BEGIN Material provided

// SPDX-License-Identifier: AGPL-3.0-or-later
//! Error types for Stowage

use serde::{Deserialize, Serialize};
use std::io;
use thiserror::Error;

/// Result type alias
pub type StowResult<T> = Result<T, StowError>;

/// Main error type
#[derive(Error, Debug)]
pub enum StowError {
    #[error("Path not found: {0}")]
    NotFound(String),

    #[error("Not a directory: {0}")]
    NotADirectory(String),

    #[error("Not a file: {0}")]
    NotAFile(String),

    #[error("Already exists: {0}")]
    AlreadyExists(String),

    #[error("Storage already registered: {0}")]
    Duplicate(String),

    #[error("Storage in use by a running job: {0}")]
    InUse(String),

    #[error("Endpoint blocked: {reason} (matched {matched_range})")]
    EndpointBlocked { reason: String, matched_range: String },

    #[error("Timed out: {0}")]
    Timeout(String),

    #[error("Permission denied: {0}")]
    PermissionDenied(String),

    #[error("Storage full: {0}")]
    StorageFull(String),

    #[error("Corrupt archive: {0}")]
    Corrupt(String),

    #[error("{failed} of {total} items failed")]
    PartialFailure { failed: usize, total: usize },

    #[error("Invalid path: {0}")]
    InvalidPath(String),

    #[error("Invalid configuration: {0}")]
    InvalidConfig(String),

    #[error("Unsupported operation: {0}")]
    Unsupported(String),

    #[error("Storage unavailable ({id}): {reason}")]
    Unavailable { id: String, reason: String },

    #[error("Storage not found: {0}")]
    StorageNotFound(String),

    #[error("Job not found: {0}")]
    JobNotFound(String),

    #[error("Network error: {0}")]
    Network(String),

    #[error("Provider API error ({provider}): {message}")]
    ProviderApi { provider: String, message: String },

    #[error("Persistence error: {0}")]
    Persistence(String),

    #[error("IO error: {0}")]
    Io(#[from] io::Error),

    #[error("Cancelled")]
    Cancelled,

    #[error("{0}")]
    Other(String),
}

impl StowError {
    /// Classify an I/O error raised while touching `path`.
    pub fn from_io(err: io::Error, path: impl Into<String>) -> Self {
        let path = path.into();
        match err.kind() {
            io::ErrorKind::NotFound => StowError::NotFound(path),
            io::ErrorKind::PermissionDenied => StowError::PermissionDenied(path),
            io::ErrorKind::AlreadyExists => StowError::AlreadyExists(path),
            io::ErrorKind::TimedOut => StowError::Timeout(path),
            _ if err.raw_os_error() == Some(STORAGE_FULL_ERRNO) => StowError::StorageFull(path),
            _ => StowError::Io(err),
        }
    }

    pub fn is_retryable(&self) -> bool {
        matches!(self, StowError::Network(_) | StowError::Timeout(_))
    }

    /// Classify with the failing end of a transfer known. A missing parent
    /// or a refusal is the destination's problem when the destination raised it.
    pub fn class_at(&self, side: Side) -> FailureClass {
        match (self, side) {
            (
                StowError::NotFound(_) | StowError::NotADirectory(_) | StowError::NotAFile(_),
                Side::Destination,
            ) => FailureClass::DestinationDenied,
            (StowError::PermissionDenied(_) | StowError::Io(_), Side::Source) => {
                FailureClass::SourceUnreadable
            }
            _ => self.class(),
        }
    }

    /// The remediation bucket a user-facing report falls into, when the
    /// failing side is unknown.
    pub fn class(&self) -> FailureClass {
        match self {
            StowError::NotFound(_) | StowError::NotADirectory(_) | StowError::NotAFile(_) => {
                FailureClass::SourceMissing
            }
            StowError::PermissionDenied(_) => FailureClass::DestinationDenied,
            StowError::StorageFull(_) => FailureClass::DestinationFull,
            StowError::AlreadyExists(_) | StowError::Duplicate(_) | StowError::InUse(_) => {
                FailureClass::Conflict
            }
            StowError::EndpointBlocked { .. } => FailureClass::EndpointBlocked,
            StowError::Corrupt(_) => FailureClass::CorruptArchive,
            StowError::Timeout(_) => FailureClass::Timeout,
            StowError::Network(_) | StowError::ProviderApi { .. } | StowError::Unavailable { .. } => {
                FailureClass::Network
            }
            StowError::Cancelled => FailureClass::Cancelled,
            _ => FailureClass::Internal,
        }
    }
}

#[cfg(unix)]
const STORAGE_FULL_ERRNO: i32 = 28; // ENOSPC
#[cfg(windows)]
const STORAGE_FULL_ERRNO: i32 = 112; // ERROR_DISK_FULL
#[cfg(not(any(unix, windows)))]
const STORAGE_FULL_ERRNO: i32 = -1;

/// Which end of a transfer raised an error
#[derive(Debug, Clone, Copy, PartialEq, Eq)]
pub enum Side {
    Source,
    Destination,
}

/// What a failure means for the person who has to fix it
#[derive(Debug, Clone, Copy, PartialEq, Eq, Serialize, Deserialize)]
#[serde(rename_all = "kebab-case")]
pub enum FailureClass {
    /// The source vanished or was never there
    SourceMissing,
    /// The source exists but refused to be read
    SourceUnreadable,
    /// The destination refused the write
    DestinationDenied,
    DestinationFull,
    /// Something already occupies the destination
    Conflict,
    EndpointBlocked,
    /// The archive is damaged or crafted to escape its root
    CorruptArchive,
    Timeout,
    Network,
    Cancelled,
    Internal,
}

impl FailureClass {
    pub fn as_str(&self) -> &'static str {
        match self {
            FailureClass::SourceMissing => "source-missing",
            FailureClass::SourceUnreadable => "source-unreadable",
            FailureClass::DestinationDenied => "destination-denied",
            FailureClass::DestinationFull => "destination-full",
            FailureClass::Conflict => "conflict",
            FailureClass::EndpointBlocked => "endpoint-blocked",
            FailureClass::CorruptArchive => "corrupt-archive",
            FailureClass::Timeout => "timeout",
            FailureClass::Network => "network",
            FailureClass::Cancelled => "cancelled",
            FailureClass::Internal => "internal",
        }
    }
}

/// A serializable failure record, detached from the error value
#[derive(Debug, Clone, PartialEq, Eq, Serialize, Deserialize)]
pub struct ErrorReport {
    pub class: FailureClass,
    pub message: String,
}

impl From<&StowError> for ErrorReport {
    fn from(err: &StowError) -> Self {
        Self {
            class: err.class(),
            message: err.to_string(),
        }
    }
}
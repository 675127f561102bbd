// SPDX-License-Identifier: AGPL-3.0-or-later
//! Helpers for building and consuming [`ByteStream`]s

use bytes::{Bytes, BytesMut};
use futures::{future, stream, StreamExt};

use crate::backend::ByteStream;
use crate::error::StowResult;

/// A stream yielding a single chunk (or none, for empty input)
pub fn once(data: impl Into<Bytes>) -> ByteStream {
    let data = data.into();
    if data.is_empty() {
        Box::pin(stream::empty())
    } else {
        Box::pin(stream::once(future::ready(Ok(data))))
    }
}

/// Drop the first `offset` bytes of a stream.
///
/// Used by drivers that cannot seek: the prefix is still transferred, only
/// never handed to the caller.
pub fn skip_prefix(stream: ByteStream, offset: u64) -> ByteStream {
    if offset == 0 {
        return stream;
    }
    let mut remaining = offset;
    Box::pin(stream.filter_map(move |item| {
        let out = match item {
            Ok(chunk) if remaining == 0 => Some(Ok(chunk)),
            Ok(mut chunk) => {
                let len = chunk.len() as u64;
                if len <= remaining {
                    remaining -= len;
                    None
                } else {
                    let tail = chunk.split_off(remaining as usize);
                    remaining = 0;
                    Some(Ok(tail))
                }
            }
            Err(e) => Some(Err(e)),
        };
        future::ready(out)
    }))
}

/// Read a whole stream into memory
pub async fn collect(mut stream: ByteStream) -> StowResult<Bytes> {
    let mut buf = BytesMut::new();
    while let Some(chunk) = stream.next().await {
        buf.extend_from_slice(&chunk?);
    }
    Ok(buf.freeze())
}

#[cfg(test)]
mod tests {
    use super::*;
    use crate::error::StowError;

    fn chunks(parts: &[&'static [u8]]) -> ByteStream {
        let items: Vec<StowResult<Bytes>> =
            parts.iter().map(|p| Ok(Bytes::from_static(p))).collect();
        Box::pin(stream::iter(items))
    }

    #[tokio::test]
    async fn test_skip_prefix_across_chunks() {
        let out = collect(skip_prefix(chunks(&[b"abc", b"defg", b"hi"]), 5)).await.unwrap();
        assert_eq!(&out[..], b"fghi");
    }

    #[tokio::test]
    async fn test_skip_prefix_on_chunk_boundary() {
        let out = collect(skip_prefix(chunks(&[b"abc", b"def"]), 3)).await.unwrap();
        assert_eq!(&out[..], b"def");
    }

    #[tokio::test]
    async fn test_skip_past_end_is_empty() {
        let out = collect(skip_prefix(chunks(&[b"abc"]), 10)).await.unwrap();
        assert!(out.is_empty());
    }

    #[tokio::test]
    async fn test_errors_pass_through() {
        let items: Vec<StowResult<Bytes>> = vec![
            Ok(Bytes::from_static(b"ab")),
            Err(StowError::Network("reset".into())),
        ];
        let result = collect(skip_prefix(Box::pin(stream::iter(items)), 1)).await;
        assert!(matches!(result, Err(StowError::Network(_))));
    }

    #[tokio::test]
    async fn test_once_empty() {
        assert!(collect(once(Bytes::new())).await.unwrap().is_empty());
        assert_eq!(&collect(once("xyz")).await.unwrap()[..], b"xyz");
    }
}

END Material provided

** What to do **
Find the word "enum" in the entries above, then copy each line that holds it.

** Answer box **
pub enum StowError {
pub enum Side {
pub enum FailureClass {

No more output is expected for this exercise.